- [WHAT THIS TASK INVOLVES]
Whenever a line in the material below contains "CorsLayer", copy that line.
======== EXTRACTED ENTRIES
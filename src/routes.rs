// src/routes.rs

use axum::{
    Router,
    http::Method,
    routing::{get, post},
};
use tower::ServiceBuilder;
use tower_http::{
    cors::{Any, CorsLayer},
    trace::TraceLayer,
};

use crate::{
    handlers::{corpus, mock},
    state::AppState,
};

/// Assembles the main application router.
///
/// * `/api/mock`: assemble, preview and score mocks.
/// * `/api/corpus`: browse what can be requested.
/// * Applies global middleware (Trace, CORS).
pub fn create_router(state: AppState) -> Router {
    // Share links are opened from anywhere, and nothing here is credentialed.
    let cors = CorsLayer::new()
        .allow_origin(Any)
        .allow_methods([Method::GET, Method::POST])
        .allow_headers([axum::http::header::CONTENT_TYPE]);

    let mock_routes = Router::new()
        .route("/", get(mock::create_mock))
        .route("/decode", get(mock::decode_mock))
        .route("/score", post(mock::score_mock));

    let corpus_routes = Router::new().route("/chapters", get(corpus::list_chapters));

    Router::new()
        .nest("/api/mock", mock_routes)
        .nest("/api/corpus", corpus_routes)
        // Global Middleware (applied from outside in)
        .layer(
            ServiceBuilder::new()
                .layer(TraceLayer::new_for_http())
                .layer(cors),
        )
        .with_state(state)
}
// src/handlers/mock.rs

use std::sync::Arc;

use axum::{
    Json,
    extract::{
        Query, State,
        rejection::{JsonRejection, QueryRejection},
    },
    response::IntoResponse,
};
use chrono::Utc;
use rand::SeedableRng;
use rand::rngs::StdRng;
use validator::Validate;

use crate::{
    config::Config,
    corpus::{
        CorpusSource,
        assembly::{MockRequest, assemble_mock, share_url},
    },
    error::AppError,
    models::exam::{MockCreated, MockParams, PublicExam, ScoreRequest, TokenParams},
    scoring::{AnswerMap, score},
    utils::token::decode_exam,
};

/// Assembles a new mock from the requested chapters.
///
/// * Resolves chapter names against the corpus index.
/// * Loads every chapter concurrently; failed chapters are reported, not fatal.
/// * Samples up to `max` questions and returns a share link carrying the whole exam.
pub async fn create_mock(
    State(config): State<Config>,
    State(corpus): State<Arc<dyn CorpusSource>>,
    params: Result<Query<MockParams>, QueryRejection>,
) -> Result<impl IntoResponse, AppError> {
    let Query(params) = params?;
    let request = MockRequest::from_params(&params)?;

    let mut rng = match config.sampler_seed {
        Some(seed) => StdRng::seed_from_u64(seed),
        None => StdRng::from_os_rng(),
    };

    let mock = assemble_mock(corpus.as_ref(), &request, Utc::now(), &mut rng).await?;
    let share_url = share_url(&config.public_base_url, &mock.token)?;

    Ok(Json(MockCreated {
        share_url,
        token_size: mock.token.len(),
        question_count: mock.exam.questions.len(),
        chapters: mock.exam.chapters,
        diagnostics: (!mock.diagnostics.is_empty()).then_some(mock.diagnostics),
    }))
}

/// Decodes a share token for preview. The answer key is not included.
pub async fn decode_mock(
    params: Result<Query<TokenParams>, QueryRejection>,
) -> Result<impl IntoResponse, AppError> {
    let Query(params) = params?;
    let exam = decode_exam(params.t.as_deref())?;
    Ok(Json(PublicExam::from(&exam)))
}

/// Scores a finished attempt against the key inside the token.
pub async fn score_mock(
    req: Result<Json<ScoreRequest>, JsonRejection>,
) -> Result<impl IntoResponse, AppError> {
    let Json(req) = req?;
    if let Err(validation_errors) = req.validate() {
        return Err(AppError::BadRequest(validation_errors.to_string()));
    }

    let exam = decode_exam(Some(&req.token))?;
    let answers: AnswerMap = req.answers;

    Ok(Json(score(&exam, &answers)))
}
================
======== EXTRACTED ENTRIES
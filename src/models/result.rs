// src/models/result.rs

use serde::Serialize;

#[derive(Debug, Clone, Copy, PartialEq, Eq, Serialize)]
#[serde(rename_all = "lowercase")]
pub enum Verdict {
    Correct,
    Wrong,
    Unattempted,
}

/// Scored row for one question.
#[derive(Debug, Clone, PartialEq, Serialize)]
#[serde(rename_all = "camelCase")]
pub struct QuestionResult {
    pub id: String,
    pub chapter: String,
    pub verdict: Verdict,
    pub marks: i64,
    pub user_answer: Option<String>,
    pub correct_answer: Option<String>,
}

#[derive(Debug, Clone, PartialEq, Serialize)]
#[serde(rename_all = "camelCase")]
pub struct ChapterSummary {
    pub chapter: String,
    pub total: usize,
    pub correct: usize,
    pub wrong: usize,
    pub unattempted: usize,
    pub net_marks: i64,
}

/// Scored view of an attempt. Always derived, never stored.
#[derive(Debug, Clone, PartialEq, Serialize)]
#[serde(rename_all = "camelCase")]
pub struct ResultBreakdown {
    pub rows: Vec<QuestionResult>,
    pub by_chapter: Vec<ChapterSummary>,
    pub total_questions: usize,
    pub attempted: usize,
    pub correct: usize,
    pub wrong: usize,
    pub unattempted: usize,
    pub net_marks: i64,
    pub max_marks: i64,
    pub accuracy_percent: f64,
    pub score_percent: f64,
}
================
======== EXTRACTED ENTRIES
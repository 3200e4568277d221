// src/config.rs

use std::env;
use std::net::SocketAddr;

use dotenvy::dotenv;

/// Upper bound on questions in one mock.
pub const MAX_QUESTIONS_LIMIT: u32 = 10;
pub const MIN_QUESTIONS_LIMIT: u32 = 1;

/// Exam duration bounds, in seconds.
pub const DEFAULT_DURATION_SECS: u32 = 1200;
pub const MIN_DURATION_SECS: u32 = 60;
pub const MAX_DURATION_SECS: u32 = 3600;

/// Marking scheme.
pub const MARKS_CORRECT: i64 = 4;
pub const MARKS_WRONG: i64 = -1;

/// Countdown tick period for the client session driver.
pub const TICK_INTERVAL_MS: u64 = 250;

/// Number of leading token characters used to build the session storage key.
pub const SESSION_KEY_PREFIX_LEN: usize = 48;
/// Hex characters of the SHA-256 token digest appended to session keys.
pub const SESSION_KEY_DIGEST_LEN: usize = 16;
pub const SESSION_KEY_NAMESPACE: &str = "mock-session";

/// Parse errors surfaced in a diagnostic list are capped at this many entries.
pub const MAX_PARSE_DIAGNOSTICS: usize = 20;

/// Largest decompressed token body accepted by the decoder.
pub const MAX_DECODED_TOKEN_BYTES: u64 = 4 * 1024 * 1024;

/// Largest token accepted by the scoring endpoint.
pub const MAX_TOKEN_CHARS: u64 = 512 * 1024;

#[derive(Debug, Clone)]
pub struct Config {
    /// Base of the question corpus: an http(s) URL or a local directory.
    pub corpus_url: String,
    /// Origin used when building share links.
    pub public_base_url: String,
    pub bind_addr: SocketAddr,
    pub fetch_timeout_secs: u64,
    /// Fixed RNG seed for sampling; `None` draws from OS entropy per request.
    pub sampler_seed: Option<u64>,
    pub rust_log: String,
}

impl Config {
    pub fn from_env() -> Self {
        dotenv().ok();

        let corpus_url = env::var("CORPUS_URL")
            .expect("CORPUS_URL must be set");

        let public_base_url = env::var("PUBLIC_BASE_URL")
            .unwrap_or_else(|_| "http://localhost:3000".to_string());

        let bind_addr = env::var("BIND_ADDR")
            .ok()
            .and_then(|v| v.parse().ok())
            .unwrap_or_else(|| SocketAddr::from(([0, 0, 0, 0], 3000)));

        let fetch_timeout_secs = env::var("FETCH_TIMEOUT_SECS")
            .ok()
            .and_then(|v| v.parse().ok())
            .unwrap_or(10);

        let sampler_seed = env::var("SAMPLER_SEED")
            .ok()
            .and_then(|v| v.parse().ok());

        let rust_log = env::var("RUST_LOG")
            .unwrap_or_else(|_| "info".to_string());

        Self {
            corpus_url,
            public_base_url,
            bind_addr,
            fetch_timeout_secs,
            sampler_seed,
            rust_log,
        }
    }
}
================
- [OUTPUT BELOW]
    cors::{Any, CorsLayer},
    let cors = CorsLayer::new()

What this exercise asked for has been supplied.